The one I modeled is also built on a 1914 chassis- later cars, as represented by the RPM model, had different hood, dash board, radiator and lighting details. Although I did use pieces of the Part PE kit, I ended up modifying almost everything along with scratch-building the body for this early car. I found that going to Model T sites and studying details of the different year models up close was a big help.
As 1916 wore on, the cars became much more standardised, and Ford in England began building the bodies in their factory. The bodies were also longer, so that the tail gate did not need to have canvas pockets to accommodate the stretcher handles. I'm guessing that the dimensions of the packing crate had something to do with the length of the body, or possibly the desire to minimize the weight behind the rear axle. Later cars seem to have the body positioned better on the chassis.

I also noticed the gun car Model T pictured in the Ford Times.
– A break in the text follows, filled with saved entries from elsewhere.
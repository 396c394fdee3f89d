//! Shared helpers for uma-lib integration tests.
//!
//! Key fixtures and the recording invoice creator come from
//! `uma_lib::test_utils`; this module only adds the mock VASP servers.

#![allow(dead_code)]

use uma_lib::test_utils::TestVaspKeys;
use wiremock::matchers::{method, path};
use wiremock::{Mock, MockServer, ResponseTemplate};

/// Domain of a mock server, in the `localhost:{port}` form served over http.
pub fn local_domain(server: &MockServer) -> String {
    format!("localhost:{}", server.address().port())
}

/// Serve `keys` at `/.well-known/lnurlpubkey`, expecting exactly `times` hits.
pub async fn mount_pubkey(server: &MockServer, keys: &TestVaspKeys, times: u64) {
    Mock::given(method("GET"))
        .and(path("/.well-known/lnurlpubkey"))
        .respond_with(ResponseTemplate::new(200).set_body_json(keys.pubkey_response()))
        .expect(times)
        .mount(server)
        .await;
}
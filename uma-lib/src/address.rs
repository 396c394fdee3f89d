//! UMA address parsing.
//!
//! An UMA address has the form `$user@domain`. The leading `$` is part of the
//! user component and is kept verbatim, since it appears in the LNURLP path
//! and in signed payloads.
//!
//! # Examples
//!
//! ```rust
//! use uma_lib::UmaAddress;
//!
//! let address: UmaAddress = "$bob@vasp2.com".parse()?;
//! assert_eq!(address.user(), "$bob");
//! assert_eq!(address.domain(), "vasp2.com");
//! # Ok::<(), uma_lib::UmaError>(())
//! ```

use crate::{Result, UmaError};
use std::fmt;
use std::str::FromStr;

/// A parsed `user@domain` address.
#[derive(Clone, Debug, PartialEq, Eq, Hash)]
pub struct UmaAddress {
    user: String,
    domain: String,
}

impl UmaAddress {
    /// Parse an address, rejecting anything that is not exactly `user@domain`.
    pub fn parse(address: &str) -> Result<Self> {
        let mut parts = address.split('@');
        match (parts.next(), parts.next(), parts.next()) {
            (Some(user), Some(domain), None) if !user.is_empty() && !domain.is_empty() => {
                Ok(Self {
                    user: user.to_string(),
                    domain: domain.to_string(),
                })
            }
            _ => Err(UmaError::InvalidAddress(address.to_string())),
        }
    }

    /// The user component, including any `$` prefix.
    pub fn user(&self) -> &str {
        &self.user
    }

    /// The VASP domain, possibly with a port (`localhost:8080`).
    pub fn domain(&self) -> &str {
        &self.domain
    }
}

impl FromStr for UmaAddress {
    type Err = UmaError;

    fn from_str(s: &str) -> Result<Self> {
        Self::parse(s)
    }
}

impl fmt::Display for UmaAddress {
    fn fmt(&self, f: &mut fmt::Formatter<'_>) -> fmt::Result {
        write!(f, "{}@{}", self.user, self.domain)
    }
}

#[cfg(test)]
mod tests {
    use super::*;

    #[test]
    fn test_parse_address() {
        let address = UmaAddress::parse("$alice@vasp1.com").unwrap();
        assert_eq!(address.user(), "$alice");
        assert_eq!(address.domain(), "vasp1.com");
        assert_eq!(address.to_string(), "$alice@vasp1.com");
    }

    #[test]
    fn test_parse_address_with_port() {
        let address: UmaAddress = "$bob@localhost:8080".parse().unwrap();
        assert_eq!(address.domain(), "localhost:8080");
    }

    #[test]
    fn test_reject_malformed_addresses() {
        for bad in ["alice", "@vasp.com", "alice@", "a@b@c", ""] {
            let err = UmaAddress::parse(bad).unwrap_err();
            assert!(matches!(err, UmaError::InvalidAddress(_)), "{bad}");
        }
    }
}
I have another RPM kit set aside for that when I get the enthusiasm surge again. I look forward to seeing what you do with this kit.


> Date: Sun, 4 Aug 2013 08:40:54 -0700
> From: david.n.lombard at gmail.com
> To: wwi at wwi-models.org
> Subject: Re: [WWI] Looking for info on early Model T Ambulances
> On 08/04/2013 07:59 AM, J.R. Boye wrote:
> > Hi Dave!
> >
> > Here is the link Stephen Cox was mentioning:
> >
> > http://www.mtfca.com/books/ford_times.htm
> Thanks for providing that link!
> >
> > I got much of the information for my model from a book published
> > in 1916 called "Friends of France, The Field Service of the American
> > Ambulance, Described by its Members". There a number great photos in
> > this volume, one of which I used to base my model upon.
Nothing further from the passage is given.